Erneuerbare Energie: Speichermodul soll Netzschwankungen ausgleichen

Einer der Nachteile regenerativer Energieerzeugung liegt in dessen Abhängigkeit von Wetter, Tageszeit und anderen Umwelteinflüssen – so kann man beispielsweise nur bei Tageslicht Solarstrom produzieren. Die Einspeiserate der „grünen“ Energien ins Stromnetz unterliegt daher teilweise deutlichen Schwankungen.

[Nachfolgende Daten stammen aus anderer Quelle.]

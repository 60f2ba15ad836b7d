//! Wave selections and their evaluation against an instance.

use std::fmt;

use crate::instance::ProblemInstance;

/// A selected set of orders together with the aisles visited to pick them.
///
/// Indices are kept sorted and deduplicated.
#[derive(Debug, Clone, Default, PartialEq, Eq)]
pub struct WaveSelection {
    orders: Vec<usize>,
    aisles: Vec<usize>,
}

impl WaveSelection {
    pub fn new(
        orders: impl IntoIterator<Item = usize>,
        aisles: impl IntoIterator<Item = usize>,
    ) -> Self {
        Self {
            orders: sorted_unique(orders),
            aisles: sorted_unique(aisles),
        }
    }

    pub fn orders(&self) -> &[usize] {
        &self.orders
    }

    pub fn aisles(&self) -> &[usize] {
        &self.aisles
    }

    pub fn is_empty(&self) -> bool {
        self.orders.is_empty() || self.aisles.is_empty()
    }
}

fn sorted_unique(indices: impl IntoIterator<Item = usize>) -> Vec<usize> {
    let mut v: Vec<usize> = indices.into_iter().collect();
    v.sort_unstable();
    v.dedup();
    v
}

/// Units, aisles and resulting ratio of a selection.
#[derive(Debug, Clone, Copy, PartialEq)]
pub struct WaveEvaluation {
    /// Units picked across the selected orders.
    pub units_picked: u64,
    /// Number of aisles visited.
    pub aisles_visited: usize,
    /// `units_picked / aisles_visited`, or 0 when no aisle is visited.
    pub ratio: f64,
}

/// Reason a selection is not a valid wave.
#[derive(Debug, Clone, PartialEq, Eq)]
pub enum Infeasibility {
    /// No order or no aisle was selected.
    Empty,
    /// An order index is outside the instance.
    UnknownOrder(usize),
    /// An aisle index is outside the instance.
    UnknownAisle(usize),
    /// The wave's unit total falls outside `[lower_bound, upper_bound]`.
    WaveSizeOutOfRange {
        units: u64,
        lower: u64,
        upper: u64,
    },
    /// The visited aisles do not stock enough of an item.
    StockShortfall {
        item: usize,
        demand: u64,
        stock: u64,
    },
}

impl fmt::Display for Infeasibility {
    fn fmt(&self, f: &mut fmt::Formatter<'_>) -> fmt::Result {
        match self {
            Infeasibility::Empty => write!(f, "no orders or no aisles selected"),
            Infeasibility::UnknownOrder(o) => write!(f, "order {} does not exist", o),
            Infeasibility::UnknownAisle(a) => write!(f, "aisle {} does not exist", a),
            Infeasibility::WaveSizeOutOfRange {
                units,
                lower,
                upper,
            } => write!(f, "wave of {} units outside [{}, {}]", units, lower, upper),
            Infeasibility::StockShortfall {
                item,
                demand,
                stock,
            } => write!(
                f,
                "item {} demands {} units but visited aisles stock {}",
                item, demand, stock
            ),
        }
    }
}

impl ProblemInstance {
    /// Computes units picked, aisles visited and the ratio of `selection`.
    ///
    /// Indices outside the instance are ignored.
    pub fn evaluate(&self, selection: &WaveSelection) -> WaveEvaluation {
        let units_picked = selection
            .orders()
            .iter()
            .filter(|&&o| o < self.order_count())
            .map(|&o| self.order_units(o))
            .sum();
        let aisles_visited = selection
            .aisles()
            .iter()
            .filter(|&&a| a < self.aisle_count())
            .count();
        let ratio = if aisles_visited == 0 {
            0.0
        } else {
            units_picked as f64 / aisles_visited as f64
        };
        WaveEvaluation {
            units_picked,
            aisles_visited,
            ratio,
        }
    }

    /// Checks that `selection` is a valid wave for this instance.
    ///
    /// A valid wave is non-empty, its unit total lies within the bounds, and
    /// for every item the visited aisles stock at least what the selected
    /// orders request.
    pub fn check_feasibility(&self, selection: &WaveSelection) -> Result<(), Infeasibility> {
        if selection.is_empty() {
            return Err(Infeasibility::Empty);
        }
        let (orders, aisles) = (self.order_count(), self.aisle_count());
        if let Some(&o) = selection.orders().iter().find(|&&o| o >= orders) {
            return Err(Infeasibility::UnknownOrder(o));
        }
        if let Some(&a) = selection.aisles().iter().find(|&&a| a >= aisles) {
            return Err(Infeasibility::UnknownAisle(a));
        }

        let mut picked = vec![0u64; self.item_count()];
        for &o in selection.orders() {
            for &(item, qty) in self.order_items(o) {
                picked[item] += u64::from(qty);
            }
        }
        let mut available = vec![0u64; self.item_count()];
        for &a in selection.aisles() {
            for &(item, qty) in self.aisle_items(a) {
                available[item] += u64::from(qty);
            }
        }

        let units: u64 = picked.iter().sum();
        if units < self.lower_bound() || units > self.upper_bound() {
            return Err(Infeasibility::WaveSizeOutOfRange {
                units,
                lower: self.lower_bound(),
                upper: self.upper_bound(),
            });
        }

        for (item, (&demand, &stock)) in picked.iter().zip(&available).enumerate() {
            if demand > stock {
                return Err(Infeasibility::StockShortfall {
                    item,
                    demand,
                    stock,
                });
            }
        }
        Ok(())
    }

    /// Returns true if `selection` is a valid wave.
    pub fn is_feasible(&self, selection: &WaveSelection) -> bool {
        self.check_feasibility(selection).is_ok()
    }
}

#[cfg(test)]
#[path = "wave_tests.rs"]
mod tests;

An der Lösung dieser Problematik arbeitet derzeit unter anderem die Firma Belectric. Das Unternehmen hat am Mittwoch in Brandenburg ein neu entwickeltes Speichermodul vorgestellt, die sogenannte Energy Buffer Unit. Dieser Pufferspeicher wurde an das Solarkraftwerk Alt Daber angeschlossen und soll zukünftig dafür sorgen, dass Frequenzschwankungen im Stromnetz durch die im Modul gespeicherte Solarenergie schnell ausgeglichen werden können. Damit soll es möglich werden, auf die durch äußere Einflüsse verursachten Schwankungen regenerativer Energien schneller reagieren zu können.

Bernhard Beck, Geschäftsführer der Belectic GmbH, sagte dazu in einem Online-Bericht des Magazins „Erneuerbare Energien“, dass Solarparks in Verbindung mit einem Speicher zukünftig die Energieversorgung und die Netzstabilität an die Anforderungen der Energiewende anpassen werden.